EXERCISE DETAILS
Look in the material below for the line holding "-> Result<Vec<String>, ReconcileError>". Set it down exactly, with each later line up to and including the line holding "let additions = decision.to_add.iter().map(|a|".

GIVEN RECORDS
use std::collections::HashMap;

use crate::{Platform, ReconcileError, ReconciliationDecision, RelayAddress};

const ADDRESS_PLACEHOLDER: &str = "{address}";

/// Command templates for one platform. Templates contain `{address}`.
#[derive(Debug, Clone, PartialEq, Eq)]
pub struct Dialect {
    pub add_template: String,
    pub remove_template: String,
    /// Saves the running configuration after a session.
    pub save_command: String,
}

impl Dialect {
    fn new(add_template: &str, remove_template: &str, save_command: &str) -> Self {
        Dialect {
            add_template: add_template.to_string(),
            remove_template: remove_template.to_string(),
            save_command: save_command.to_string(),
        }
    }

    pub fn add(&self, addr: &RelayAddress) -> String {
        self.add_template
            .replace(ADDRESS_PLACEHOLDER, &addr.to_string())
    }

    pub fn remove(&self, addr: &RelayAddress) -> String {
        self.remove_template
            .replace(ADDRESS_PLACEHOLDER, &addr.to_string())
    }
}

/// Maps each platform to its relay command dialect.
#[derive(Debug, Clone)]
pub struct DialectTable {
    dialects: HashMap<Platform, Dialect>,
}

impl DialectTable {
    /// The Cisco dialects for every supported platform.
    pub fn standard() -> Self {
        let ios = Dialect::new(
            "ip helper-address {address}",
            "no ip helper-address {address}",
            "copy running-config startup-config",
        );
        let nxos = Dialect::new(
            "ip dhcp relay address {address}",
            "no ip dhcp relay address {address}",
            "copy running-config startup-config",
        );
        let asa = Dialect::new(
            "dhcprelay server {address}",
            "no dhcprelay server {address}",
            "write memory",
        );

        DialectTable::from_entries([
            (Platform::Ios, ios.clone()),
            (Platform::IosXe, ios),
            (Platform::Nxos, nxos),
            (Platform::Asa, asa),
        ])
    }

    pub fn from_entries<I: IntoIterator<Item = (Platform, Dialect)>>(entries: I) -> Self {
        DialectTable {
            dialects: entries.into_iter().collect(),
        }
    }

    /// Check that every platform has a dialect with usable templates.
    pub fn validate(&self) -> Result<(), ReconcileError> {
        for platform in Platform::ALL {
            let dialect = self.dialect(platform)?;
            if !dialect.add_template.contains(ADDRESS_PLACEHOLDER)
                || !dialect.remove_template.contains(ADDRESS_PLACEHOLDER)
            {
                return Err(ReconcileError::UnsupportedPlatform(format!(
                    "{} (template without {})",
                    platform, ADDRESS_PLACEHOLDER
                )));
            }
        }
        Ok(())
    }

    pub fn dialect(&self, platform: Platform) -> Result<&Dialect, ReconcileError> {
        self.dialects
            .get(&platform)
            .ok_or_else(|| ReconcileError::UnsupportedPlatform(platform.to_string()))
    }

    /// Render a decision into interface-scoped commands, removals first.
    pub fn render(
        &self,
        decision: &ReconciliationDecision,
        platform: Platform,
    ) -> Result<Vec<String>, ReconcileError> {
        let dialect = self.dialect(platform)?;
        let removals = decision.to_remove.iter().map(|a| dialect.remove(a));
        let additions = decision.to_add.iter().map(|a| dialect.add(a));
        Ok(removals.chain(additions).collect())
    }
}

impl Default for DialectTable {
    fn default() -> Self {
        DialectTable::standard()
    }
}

---

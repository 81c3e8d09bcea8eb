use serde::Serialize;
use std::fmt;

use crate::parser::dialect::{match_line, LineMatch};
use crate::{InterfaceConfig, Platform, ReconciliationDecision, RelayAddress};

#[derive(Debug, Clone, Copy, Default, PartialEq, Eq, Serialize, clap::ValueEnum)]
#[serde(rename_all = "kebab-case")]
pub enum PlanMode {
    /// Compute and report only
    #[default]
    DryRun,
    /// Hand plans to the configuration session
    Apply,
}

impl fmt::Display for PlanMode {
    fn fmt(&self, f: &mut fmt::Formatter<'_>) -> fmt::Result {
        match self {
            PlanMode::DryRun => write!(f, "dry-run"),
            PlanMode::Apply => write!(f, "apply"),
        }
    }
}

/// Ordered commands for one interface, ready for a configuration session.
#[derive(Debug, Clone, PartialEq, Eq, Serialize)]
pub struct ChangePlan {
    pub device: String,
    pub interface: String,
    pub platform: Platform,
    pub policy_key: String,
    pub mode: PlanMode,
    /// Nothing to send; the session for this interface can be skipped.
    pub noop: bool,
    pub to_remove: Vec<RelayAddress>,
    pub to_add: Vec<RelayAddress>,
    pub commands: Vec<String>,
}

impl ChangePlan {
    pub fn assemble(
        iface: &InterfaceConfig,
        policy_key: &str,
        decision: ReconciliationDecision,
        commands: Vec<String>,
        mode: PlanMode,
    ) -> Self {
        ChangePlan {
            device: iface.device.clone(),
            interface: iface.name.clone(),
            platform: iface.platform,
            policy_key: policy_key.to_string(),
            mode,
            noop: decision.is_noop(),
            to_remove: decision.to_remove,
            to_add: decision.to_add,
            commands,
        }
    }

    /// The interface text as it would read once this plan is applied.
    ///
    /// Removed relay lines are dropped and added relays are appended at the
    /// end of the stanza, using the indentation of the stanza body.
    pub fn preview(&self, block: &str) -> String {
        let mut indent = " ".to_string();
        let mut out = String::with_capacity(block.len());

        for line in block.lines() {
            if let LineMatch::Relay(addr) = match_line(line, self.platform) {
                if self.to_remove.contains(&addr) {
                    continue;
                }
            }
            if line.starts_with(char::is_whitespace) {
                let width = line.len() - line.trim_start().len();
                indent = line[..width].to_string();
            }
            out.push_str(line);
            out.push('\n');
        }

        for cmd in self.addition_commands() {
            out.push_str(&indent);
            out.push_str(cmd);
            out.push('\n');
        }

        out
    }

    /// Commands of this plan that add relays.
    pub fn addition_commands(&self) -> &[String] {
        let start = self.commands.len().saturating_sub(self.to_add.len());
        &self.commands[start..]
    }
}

...

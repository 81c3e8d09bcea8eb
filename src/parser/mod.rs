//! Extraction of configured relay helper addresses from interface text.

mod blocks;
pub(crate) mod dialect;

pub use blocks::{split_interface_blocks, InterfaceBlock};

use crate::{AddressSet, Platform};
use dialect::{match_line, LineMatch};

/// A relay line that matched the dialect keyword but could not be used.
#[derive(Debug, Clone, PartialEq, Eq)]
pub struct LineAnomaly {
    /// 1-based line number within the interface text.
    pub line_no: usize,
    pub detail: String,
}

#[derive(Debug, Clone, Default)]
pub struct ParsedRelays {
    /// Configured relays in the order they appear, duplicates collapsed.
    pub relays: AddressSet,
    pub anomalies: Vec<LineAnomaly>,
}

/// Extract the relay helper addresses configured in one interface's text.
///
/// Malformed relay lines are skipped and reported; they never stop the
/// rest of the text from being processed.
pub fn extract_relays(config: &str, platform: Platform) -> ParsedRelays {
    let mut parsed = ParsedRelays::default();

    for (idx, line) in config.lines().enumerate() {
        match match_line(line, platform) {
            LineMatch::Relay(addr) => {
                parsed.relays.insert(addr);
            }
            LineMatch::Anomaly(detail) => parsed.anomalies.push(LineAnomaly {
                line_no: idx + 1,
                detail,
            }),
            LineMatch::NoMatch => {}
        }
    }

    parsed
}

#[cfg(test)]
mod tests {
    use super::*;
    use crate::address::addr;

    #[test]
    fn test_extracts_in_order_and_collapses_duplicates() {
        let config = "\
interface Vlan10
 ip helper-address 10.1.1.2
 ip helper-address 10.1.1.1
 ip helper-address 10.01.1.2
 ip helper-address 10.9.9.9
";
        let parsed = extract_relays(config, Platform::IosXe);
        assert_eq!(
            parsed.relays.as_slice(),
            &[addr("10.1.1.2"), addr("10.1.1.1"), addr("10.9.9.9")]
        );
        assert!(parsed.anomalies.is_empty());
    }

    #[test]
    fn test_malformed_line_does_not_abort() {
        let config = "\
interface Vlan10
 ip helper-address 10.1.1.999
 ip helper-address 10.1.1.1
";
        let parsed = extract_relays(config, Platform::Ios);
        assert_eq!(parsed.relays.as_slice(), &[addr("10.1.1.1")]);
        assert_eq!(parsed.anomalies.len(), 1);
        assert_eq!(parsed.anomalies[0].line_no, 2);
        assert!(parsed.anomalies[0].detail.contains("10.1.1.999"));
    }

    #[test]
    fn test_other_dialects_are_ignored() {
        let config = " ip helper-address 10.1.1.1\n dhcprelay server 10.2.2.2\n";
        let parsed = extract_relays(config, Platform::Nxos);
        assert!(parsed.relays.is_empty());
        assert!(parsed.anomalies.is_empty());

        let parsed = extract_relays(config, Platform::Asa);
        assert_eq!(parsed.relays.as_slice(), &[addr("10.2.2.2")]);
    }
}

COMPLETED TASK
    ) -> Result<Vec<String>, ReconcileError> {
        let dialect = self.dialect(platform)?;
        let removals = decision.to_remove.iter().map(|a| dialect.remove(a));
        let additions = decision.to_add.iter().map(|a| dialect.add(a));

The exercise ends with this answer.